Moreover, the Court ruled that the filing of a proof of claim does not, by itself, result in consent to the bankruptcy court's resolution of the counterclaim. To the contrary, the Court observed that "the notion of 'consent' does not apply in bankruptcy proceedings as it might in other contexts." Id. at 2615 n.8. The Court repeatedly suggested that its decision was a "narrow" one, unlikely to have significant "practical consequences" or "change all that much" beyond invalidating the "one isolated respect" in which 28 U.S.C. § 157(b)(2)(C) exceeded Congress' powers under the Constitution. See id. at 2619-21. Courts interpreting Stern have struggled with how "narrow" the decision actually is, including whether bankruptcy courts continue to have the authority to enter final judgments regarding fraudulent transfer claims and other "core" matters, and whether the Article III right identified in Stern is waivable.
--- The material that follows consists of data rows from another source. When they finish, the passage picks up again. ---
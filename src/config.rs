use crate::adapter::AdapterConfig;
use crate::types::FetchMode;
use clap::Parser;

#[derive(Parser, Debug, Clone)]
#[command(name = "dbsplit")]
#[command(about = "dbsplit - run SQL through a read/write splitting router over SQLite", long_about = None)]
pub struct Config {
    // Backends
    #[arg(short, long, default_value = "sqlite.db", env = "DBSPLIT_PRIMARY", help = "Primary database path")]
    pub primary: String,

    #[arg(short, long, env = "DBSPLIT_REPLICA", help = "Replica database path; reads go to the primary when unset")]
    pub replica: Option<String>,

    #[arg(long, env = "DBSPLIT_REPLICA_READ_WRITE", help = "Open the replica read-write instead of read-only")]
    pub replica_read_write: bool,

    // SQLite PRAGMA settings, applied to writable connections only
    #[arg(long, default_value = "WAL", env = "DBSPLIT_JOURNAL_MODE", help = "SQLite journal mode (WAL, DELETE, TRUNCATE, etc.)")]
    pub journal_mode: String,

    #[arg(long, default_value = "NORMAL", env = "DBSPLIT_SYNCHRONOUS", help = "SQLite synchronous mode (NORMAL, FULL, OFF)")]
    pub synchronous: String,

    #[arg(long, default_value = "5000", env = "DBSPLIT_BUSY_TIMEOUT_MS", help = "SQLite busy timeout in milliseconds")]
    pub busy_timeout_ms: u64,

    // Output
    #[arg(long, default_value = "info", env = "DBSPLIT_LOG_LEVEL")]
    pub log_level: String,

    #[arg(long, value_enum, default_value_t = FetchMode::Assoc, env = "DBSPLIT_FETCH_MODE")]
    pub fetch_mode: FetchMode,

    #[arg(long, env = "DBSPLIT_JSON", help = "Print results as JSON lines")]
    pub json: bool,

    #[arg(long, env = "DBSPLIT_PROFILE", help = "Print the query profile of each backend on exit")]
    pub profile: bool,

    /// Statements to run in order; `BEGIN`, `COMMIT` and `ROLLBACK` drive
    /// the router's transaction calls
    #[arg(required = true)]
    pub statements: Vec<String>,
}

impl Config {
    /// Resolve the configuration from CLI args and environment variables
    pub fn load() -> Self {
        Config::parse()
    }

    pub fn primary_config(&self) -> AdapterConfig {
        AdapterConfig::new("primary", &self.primary)
            .with_journal_mode(&self.journal_mode)
            .with_synchronous(&self.synchronous)
            .with_busy_timeout(self.busy_timeout_ms)
    }

    pub fn replica_config(&self) -> Option<AdapterConfig> {
        self.replica.as_ref().map(|path| {
            AdapterConfig::new("replica", path)
                .with_read_only(!self.replica_read_write)
                .with_busy_timeout(self.busy_timeout_ms)
        })
    }
}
The Court had an opportunity to address some of the questions left open in Stern when it granted certiorari in EBIA. Many courts and commentators anticipated a highly significant opinion on the question of whether litigants can explicitly or impliedly consent to the bankruptcy court's final adjudication of Stern claims. Instead, the Court ducked the consent issue and resolved EBIA on narrow grounds. Relying on an uncodified severability provision, the Court held that when Article III of the Constitution prohibits a bankruptcy court from entering final judgment on a claim that is statutorily designated as "core" under 28 U.S.C. § 157(b), the bankruptcy court may nevertheless issue proposed findings of fact and conclusions of law to the district court for de novo review pursuant to 28 U.S.C. § 157(c). 134 S. Ct. at 2170. Moreover, even when the bankruptcy court erroneously enters final judgment on such a claim, the district court can "cure" the bankruptcy court's error by reviewing the judgment de novo and separately entering judgment, even if the district court is reviewing the judgment on appeal rather than through the report and recommendation process. Id. at 2174-75. This narrow holding, based on questionable statutory interpretation, allowed the Court to "reserve . . . for another day" the thorny question whether a litigant may waive a constitutional objection to bankruptcy court adjudication. Id. at 2170 n.4.